And if Sen. Elizabeth Warren (D-MA) has her
way, even corporate money given to think tanks would be disclosed, so that
it may be properly “evaluated”—by political operatives.
Of course, corporations are not the only ones that must genuflect
at the “transparency” alter.
Ann Ravel, new Federal Election Commissioner and
formerly head of California’s Fair Political Practices Commission would spare
no pajama-clad blogger from the grips of Golden State
bureaucrats.
Ms. Ravel left California with a bang. Just before flying East,
the FPPC negotiated a colossal one-million
dollar fine, settling a case
against some nonprofits illegally funneling money into two ballot initiatives.
Less well known, however, was her push to require bloggers to publish their
funding sources when writing about California elections. After substantial pushback,
the FPPC settled on a slightly less burdensome requirement: political campaigns
must now divulge all spending for online and social
media. California now regulates political tweets.
What about civic-minded citizens using their own money?

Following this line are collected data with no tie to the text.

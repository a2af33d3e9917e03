//! Input snapshot, its lock-free shared cell, and key mapping.
//!
//! The input layer (keyboard and pointer listeners) writes into a
//! [`SharedInput`] from any thread; the simulation reads it once per
//! tick. The whole [`InputState`] is packed into a single `AtomicU64`,
//! so a reader never observes half of a key update and half of a
//! pointer update.
//!
//! # Packing
//!
//! ```text
//!  63            32 31      4  3 2   1     0
//! +----------------+---------+-----+-----+-----+
//! |  pointer_x f32 | unused  | mot | rgt | lft |
//! +----------------+---------+-----+-----+-----+
//! ```

use std::sync::atomic::{AtomicU64, Ordering};
use std::sync::Arc;

use crate::traits::InputSource;

/// Pointer x-coordinate assumed before the first pointer event.
pub const INITIAL_POINTER_X: f32 = 1000.0;

const LEFT_BIT: u64 = 1 << 0;
const RIGHT_BIT: u64 = 1 << 1;
const MOTION_SHIFT: u32 = 2;
const MOTION_MASK: u64 = 0b11 << MOTION_SHIFT;
const POINTER_SHIFT: u32 = 32;

// ── PointerMotion ──────────────────────────────────────────────────

/// Horizontal direction of the most recent pointer move event.
#[derive(Clone, Copy, Debug, Default, PartialEq, Eq, Hash)]
pub enum PointerMotion {
    /// The last move event did not change the x-coordinate.
    #[default]
    Still,
    /// The pointer moved towards smaller x.
    Left,
    /// The pointer moved towards larger x.
    Right,
}

impl PointerMotion {
    /// Derive the motion from two consecutive x-coordinates.
    pub fn between(previous_x: f32, current_x: f32) -> Self {
        if current_x < previous_x {
            Self::Left
        } else if current_x > previous_x {
            Self::Right
        } else {
            Self::Still
        }
    }

    fn to_bits(self) -> u64 {
        let tag: u64 = match self {
            Self::Still => 0,
            Self::Left => 1,
            Self::Right => 2,
        };
        tag << MOTION_SHIFT
    }

    fn from_bits(bits: u64) -> Self {
        match (bits & MOTION_MASK) >> MOTION_SHIFT {
            1 => Self::Left,
            2 => Self::Right,
            _ => Self::Still,
        }
    }
}

// ── InputState ─────────────────────────────────────────────────────

/// Point-in-time view of the strafe keys and the pointer.
#[derive(Clone, Copy, Debug, PartialEq)]
pub struct InputState {
    /// Whether the left strafe key is held.
    pub left_key_held: bool,
    /// Whether the right strafe key is held.
    pub right_key_held: bool,
    /// Direction of the last pointer move event.
    pub motion: PointerMotion,
    /// Last observed horizontal pointer coordinate.
    pub pointer_x: f32,
}

impl Default for InputState {
    fn default() -> Self {
        Self {
            left_key_held: false,
            right_key_held: false,
            motion: PointerMotion::Still,
            pointer_x: INITIAL_POINTER_X,
        }
    }
}

impl InputState {
    /// Whether the last pointer move went left.
    pub fn pointer_moving_left(&self) -> bool {
        self.motion == PointerMotion::Left
    }

    /// Whether the last pointer move went right.
    pub fn pointer_moving_right(&self) -> bool {
        self.motion == PointerMotion::Right
    }

    /// Whether the given strafe key is held.
    pub fn key_held(&self, key: StrafeKey) -> bool {
        match key {
            StrafeKey::Left => self.left_key_held,
            StrafeKey::Right => self.right_key_held,
        }
    }

    fn pack(self) -> u64 {
        let mut bits = self.motion.to_bits();
        if self.left_key_held {
            bits |= LEFT_BIT;
        }
        if self.right_key_held {
            bits |= RIGHT_BIT;
        }
        bits | (u64::from(self.pointer_x.to_bits()) << POINTER_SHIFT)
    }

    fn unpack(bits: u64) -> Self {
        Self {
            left_key_held: bits & LEFT_BIT != 0,
            right_key_held: bits & RIGHT_BIT != 0,
            motion: PointerMotion::from_bits(bits),
            pointer_x: f32::from_bits((bits >> POINTER_SHIFT) as u32),
        }
    }
}

// ── SharedInput ────────────────────────────────────────────────────

/// Lock-free cell holding the current [`InputState`].
///
/// Writers apply read-modify-write updates with a CAS loop; readers do a
/// single acquire load. Last write wins per field.
#[derive(Debug)]
pub struct SharedInput {
    bits: AtomicU64,
}

// Compile-time assertion: SharedInput must be Send + Sync.
const _: fn() = || {
    fn assert<T: Send + Sync>() {}
    assert::<SharedInput>();
};

impl Default for SharedInput {
    fn default() -> Self {
        Self::new(InputState::default())
    }
}

impl SharedInput {
    /// Create a cell holding `initial`.
    pub fn new(initial: InputState) -> Self {
        Self {
            bits: AtomicU64::new(initial.pack()),
        }
    }

    /// Create a cell with the default state, already wrapped for sharing.
    pub fn shared() -> Arc<Self> {
        Arc::new(Self::default())
    }

    /// Read the current state.
    pub fn load(&self) -> InputState {
        InputState::unpack(self.bits.load(Ordering::Acquire))
    }

    /// Replace the whole state.
    pub fn store(&self, state: InputState) {
        self.bits.store(state.pack(), Ordering::Release);
    }

    /// Atomically apply `f` to the current state.
    ///
    /// `f` may run more than once if another writer races this one.
    /// Returns the state as it was before the update.
    pub fn update<F>(&self, mut f: F) -> InputState
    where
        F: FnMut(&mut InputState),
    {
        let previous = self
            .bits
            .fetch_update(Ordering::AcqRel, Ordering::Acquire, |bits| {
                let mut state = InputState::unpack(bits);
                f(&mut state);
                Some(state.pack())
            });
        // The closure never returns None, so both arms carry the prior value.
        match previous {
            Ok(bits) | Err(bits) => InputState::unpack(bits),
        }
    }
}

impl InputSource for SharedInput {
    fn sample(&self) -> InputState {
        self.load()
    }
}

// ── StrafeKey / ControlKey ─────────────────────────────────────────

/// One of the two strafe keys.
#[derive(Clone, Copy, Debug, PartialEq, Eq, Hash)]
pub enum StrafeKey {
    /// Strafe left (`A`).
    Left,
    /// Strafe right (`D`).
    Right,
}

impl StrafeKey {
    /// Map a keyboard key name to a strafe key, ignoring case.
    ///
    /// `"a"` is left and `"d"` is right; every other key is `None`.
    pub fn from_key_name(name: &str) -> Option<Self> {
        if name.eq_ignore_ascii_case("a") {
            Some(Self::Left)
        } else if name.eq_ignore_ascii_case("d") {
            Some(Self::Right)
        } else {
            None
        }
    }
}

/// Keys that drive the engine rather than the strafe input.
#[derive(Clone, Copy, Debug, PartialEq, Eq, Hash)]
pub enum ControlKey {
    /// Flip between running and paused (`Space`).
    TogglePause,
}

impl ControlKey {
    /// Map a physical key code (`"Space"`) to a control key.
    pub fn from_key_code(code: &str) -> Option<Self> {
        match code {
            "Space" => Some(Self::TogglePause),
            _ => None,
        }
    }
}

// ── InputWriter ────────────────────────────────────────────────────

/// Write handle used by keyboard and pointer listeners.
///
/// Cloning a writer is cheap; every clone writes the same cell.
#[derive(Clone, Debug)]
pub struct InputWriter {
    cell: Arc<SharedInput>,
}

impl InputWriter {
    /// Create a writer for `cell`.
    pub fn new(cell: Arc<SharedInput>) -> Self {
        Self { cell }
    }

    /// The cell this writer updates.
    pub fn cell(&self) -> &Arc<SharedInput> {
        &self.cell
    }

    /// Record a strafe key going down or up.
    pub fn set_key(&self, key: StrafeKey, held: bool) {
        self.cell.update(|state| match key {
            StrafeKey::Left => state.left_key_held = held,
            StrafeKey::Right => state.right_key_held = held,
        });
    }

    /// Apply a raw keyboard event by key name.
    ///
    /// Returns `false` when the key is not a strafe key and was ignored.
    pub fn key_event(&self, name: &str, pressed: bool) -> bool {
        match StrafeKey::from_key_name(name) {
            Some(key) => {
                self.set_key(key, pressed);
                true
            }
            None => false,
        }
    }

    /// Record a pointer move to horizontal position `x`.
    ///
    /// The motion direction is derived from the previously stored
    /// position, then `x` becomes the stored position.
    pub fn pointer_moved(&self, x: f32) {
        self.cell.update(|state| {
            state.motion = PointerMotion::between(state.pointer_x, x);
            state.pointer_x = x;
        });
    }
}

#[cfg(test)]
mod tests {
    use super::*;

    #[test]
    fn default_state_matches_pre_event_assumptions() {
        let state = InputState::default();
        assert!(!state.left_key_held);
        assert!(!state.right_key_held);
        assert_eq!(state.motion, PointerMotion::Still);
        assert_eq!(state.pointer_x, INITIAL_POINTER_X);
    }

    #[test]
    fn pack_preserves_every_field() {
        let state = InputState {
            left_key_held: true,
            right_key_held: false,
            motion: PointerMotion::Right,
            pointer_x: -312.75,
        };
        assert_eq!(InputState::unpack(state.pack()), state);
    }

    #[test]
    fn motion_between_positions() {
        assert_eq!(PointerMotion::between(10.0, 4.0), PointerMotion::Left);
        assert_eq!(PointerMotion::between(10.0, 12.0), PointerMotion::Right);
        assert_eq!(PointerMotion::between(10.0, 10.0), PointerMotion::Still);
    }

    #[test]
    fn motion_accessors_are_mutually_exclusive() {
        for motion in [PointerMotion::Still, PointerMotion::Left, PointerMotion::Right] {
            let state = InputState {
                motion,
                ..InputState::default()
            };
            assert!(!(state.pointer_moving_left() && state.pointer_moving_right()));
        }
    }

    #[test]
    fn strafe_key_mapping_ignores_case() {
        assert_eq!(StrafeKey::from_key_name("a"), Some(StrafeKey::Left));
        assert_eq!(StrafeKey::from_key_name("A"), Some(StrafeKey::Left));
        assert_eq!(StrafeKey::from_key_name("d"), Some(StrafeKey::Right));
        assert_eq!(StrafeKey::from_key_name("D"), Some(StrafeKey::Right));
        assert_eq!(StrafeKey::from_key_name("w"), None);
        assert_eq!(StrafeKey::from_key_name("ArrowLeft"), None);
    }

    #[test]
    fn control_key_mapping() {
        assert_eq!(ControlKey::from_key_code("Space"), Some(ControlKey::TogglePause));
        assert_eq!(ControlKey::from_key_code("KeyA"), None);
    }

    #[test]
    fn writer_tracks_keys() {
        let writer = InputWriter::new(SharedInput::shared());
        assert!(writer.key_event("A", true));
        assert!(writer.key_event("d", true));
        assert!(!writer.key_event("q", true));
        let state = writer.cell().load();
        assert!(state.left_key_held && state.right_key_held);

        writer.set_key(StrafeKey::Left, false);
        let state = writer.cell().load();
        assert!(!state.left_key_held);
        assert!(state.key_held(StrafeKey::Right));
    }

    #[test]
    fn writer_derives_pointer_direction() {
        let writer = InputWriter::new(SharedInput::shared());
        writer.pointer_moved(900.0);
        assert!(writer.cell().load().pointer_moving_left());
        writer.pointer_moved(950.0);
        let state = writer.cell().load();
        assert!(state.pointer_moving_right());
        assert_eq!(state.pointer_x, 950.0);
        writer.pointer_moved(950.0);
        assert_eq!(writer.cell().load().motion, PointerMotion::Still);
    }

    #[test]
    fn update_returns_previous_state() {
        let cell = SharedInput::default();
        let before = cell.update(|s| s.left_key_held = true);
        assert!(!before.left_key_held);
        assert!(cell.load().left_key_held);
    }

    #[test]
    fn concurrent_writers_never_lose_fields() {
        let cell = SharedInput::shared();
        let keys = InputWriter::new(Arc::clone(&cell));
        let pointer = InputWriter::new(Arc::clone(&cell));

        let a = std::thread::spawn(move || {
            for i in 0..1000 {
                keys.set_key(StrafeKey::Right, i % 2 == 0);
            }
            keys.set_key(StrafeKey::Right, true);
        });
        let b = std::thread::spawn(move || {
            for i in 0..1000 {
                pointer.pointer_moved(i as f32);
            }
        });
        a.join().unwrap();
        b.join().unwrap();

        let state = cell.load();
        assert!(state.right_key_held);
        assert_eq!(state.pointer_x, 999.0);
        assert_eq!(state.motion, PointerMotion::Right);
    }

    mod proptests {
        use super::*;
        use proptest::prelude::*;

        fn arb_motion() -> impl Strategy<Value = PointerMotion> {
            prop_oneof![
                Just(PointerMotion::Still),
                Just(PointerMotion::Left),
                Just(PointerMotion::Right),
            ]
        }

        proptest! {
            #[test]
            fn packed_state_survives_a_store_and_load(
                left in any::<bool>(),
                right in any::<bool>(),
                motion in arb_motion(),
                x in -10_000.0f32..10_000.0,
            ) {
                let state = InputState {
                    left_key_held: left,
                    right_key_held: right,
                    motion,
                    pointer_x: x,
                };
                let cell = SharedInput::new(state);
                prop_assert_eq!(cell.load(), state);
            }
        }
    }
}
//! Test utilities and input fixtures for Strafe development.
//!
//! Provides a scripted [`InputSource`], named input snapshots for each
//! classification case, seeded random input streams, and frame
//! timestamp helpers.

#![forbid(unsafe_code)]
#![allow(missing_docs)]
#![deny(rustdoc::broken_intra_doc_links)]

pub mod fixtures;

use std::sync::atomic::{AtomicUsize, Ordering};
use std::time::Duration;

use rand::{Rng, SeedableRng};
use rand_chacha::ChaCha8Rng;
use strafe_core::{InputSource, InputState, PointerMotion};

pub use fixtures::{both_keys, idle, synced_left, synced_right, wrong_way};

/// An [`InputSource`] that replays a fixed script, one entry per sample.
///
/// Wraps around when the script runs out, so a short script can drive
/// an arbitrarily long run.
pub struct ScriptedInput {
    script: Vec<InputState>,
    cursor: AtomicUsize,
}

impl ScriptedInput {
    /// # Panics
    ///
    /// Panics if `script` is empty.
    pub fn new(script: Vec<InputState>) -> Self {
        assert!(!script.is_empty(), "ScriptedInput needs at least one entry");
        Self {
            script,
            cursor: AtomicUsize::new(0),
        }
    }

    /// A script of `synced` synced ticks followed by `not_synced` idle ones.
    pub fn pattern(synced: usize, not_synced: usize) -> Self {
        let mut script = vec![synced_left(); synced];
        script.extend(std::iter::repeat_n(idle(), not_synced));
        Self::new(script)
    }

    /// Number of samples taken so far.
    pub fn samples(&self) -> usize {
        self.cursor.load(Ordering::Relaxed)
    }
}

impl InputSource for ScriptedInput {
    fn sample(&self) -> InputState {
        let i = self.cursor.fetch_add(1, Ordering::Relaxed);
        self.script[i % self.script.len()]
    }
}

/// `n` random input snapshots from a seeded ChaCha8 stream.
///
/// Every key/motion combination is reachable; the same seed always
/// yields the same sequence.
pub fn random_inputs(seed: u64, n: usize) -> Vec<InputState> {
    let mut rng = ChaCha8Rng::seed_from_u64(seed);
    (0..n)
        .map(|_| {
            let motion = match rng.random_range(0..3u8) {
                0 => PointerMotion::Left,
                1 => PointerMotion::Right,
                _ => PointerMotion::Still,
            };
            InputState {
                left_key_held: rng.random_bool(0.5),
                right_key_held: rng.random_bool(0.5),
                motion,
                pointer_x: rng.random_range(0.0..2000.0),
            }
        })
        .collect()
}

/// Timestamps `0, step, 2·step, …` for `frames` frames.
pub fn frame_times(step: Duration, frames: u32) -> impl Iterator<Item = Duration> {
    (0..frames).map(move |i| step * i)
}

/// Cumulative timestamps for seeded random frame gaps in `min..=max` ms.
pub fn jittered_frame_times(seed: u64, frames: usize, min_ms: u64, max_ms: u64) -> Vec<Duration> {
    let mut rng = ChaCha8Rng::seed_from_u64(seed);
    let mut now = Duration::ZERO;
    (0..frames)
        .map(|_| {
            now += Duration::from_millis(rng.random_range(min_ms..=max_ms));
            now
        })
        .collect()
}

#[cfg(test)]
mod tests {
    use super::*;

    #[test]
    fn scripted_input_wraps() {
        let src = ScriptedInput::pattern(1, 1);
        assert_eq!(src.sample(), synced_left());
        assert_eq!(src.sample(), idle());
        assert_eq!(src.sample(), synced_left());
        assert_eq!(src.samples(), 3);
    }

    #[test]
    fn random_inputs_are_deterministic() {
        assert_eq!(random_inputs(7, 64), random_inputs(7, 64));
        assert_ne!(random_inputs(7, 64), random_inputs(8, 64));
    }

    #[test]
    fn frame_times_are_evenly_spaced() {
        let times: Vec<_> = frame_times(Duration::from_millis(10), 3).collect();
        assert_eq!(
            times,
            vec![Duration::ZERO, Duration::from_millis(10), Duration::from_millis(20)]
        );
    }

    #[test]
    fn jittered_times_increase() {
        let times = jittered_frame_times(3, 50, 1, 40);
        assert!(times.windows(2).all(|w| w[0] < w[1]));
    }
}
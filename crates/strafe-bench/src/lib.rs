//! Benchmark profiles and utilities for the Strafe sync trainer.
//!
//! Provides pre-built [`EngineConfig`] profiles for benchmarks and demos:
//!
//! - [`reference_config`]: default 500-tick history at 240 Hz
//! - [`stress_config`]: 10K-tick history at 1 kHz
//! - [`filled_history`]: a full history for render benchmarks

#![forbid(unsafe_code)]
#![deny(rustdoc::broken_intra_doc_links)]

use strafe_core::{InputState, PointerMotion};
use strafe_engine::{EngineConfig, PlotTransform, TickHistory};

/// The default engine configuration.
pub fn reference_config() -> EngineConfig {
    EngineConfig::default()
}

/// A much longer history ticking at 1 kHz.
pub fn stress_config() -> EngineConfig {
    EngineConfig {
        history_capacity: 10_000,
        tick_rate_hz: 1_000,
        ..EngineConfig::default()
    }
}

/// A history of `capacity` ticks weaving left and right, roughly two
/// thirds synced.
pub fn filled_history(capacity: usize, viewport_width: f64) -> TickHistory {
    let mut history = TickHistory::new(capacity, PlotTransform::default());
    for i in 0..capacity {
        let phase = (i / 40) % 2 == 0;
        let input = InputState {
            left_key_held: phase,
            right_key_held: !phase && i % 3 != 0,
            motion: if phase {
                PointerMotion::Left
            } else {
                PointerMotion::Right
            },
            pointer_x: 1000.0 + ((i % 80) as f32 - 40.0) * 10.0,
        };
        history.record_tick(&input, viewport_width);
    }
    history
}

Unfortunately, courts nationwide have enforced the most onerous compliance and
reporting measurers for average-Joe politicos. Last year a federal court upheld Florida disclosure requirements for
four people pitching in a mere $150 each to buy radio ads against a ballot
measure. In 2012, a federal court in Maine upheld a fine for a political operative
spending $91 dollars on a website, active for two months, which criticized a
gubernatorial candidate. And last year a court approved the Ohio election board’s decision
requiring an activist handing out flyers at the local county fair to register
as a political action committee. His main offense seems to have been criticizing the local county boss.
The social costs of all this transparency is rarely acknowledged.
It extinguishes political privacy and chills disfavored speech.
Nearly five years after the 2008 Prop 8 fight in California, a website still mapped out the addresses of
those who contributed as little as $85 dollars to support traditional marriage.
Even absent legitimate threats to personal safety, those wishing to pool a few
hundred dollars together or pass out flyers must either hire a lawyer or spend countless hours learning
draconian regulations. Officials in the Florida case admitted their bureaucrats spend months
becoming versed in the intricacies of state campaign-finance law.
More disturbing is government misuse of sensitive political
information. Ms. Ravel’s signature settlement came with the caveat that one
tangentially involved organization, which had
acted consistent with California law, would not have their donors publicly
released. It got
out anyway. And last year the
IRS leaked supposedly confidential information
about donors of a traditional-marriage nonprofit.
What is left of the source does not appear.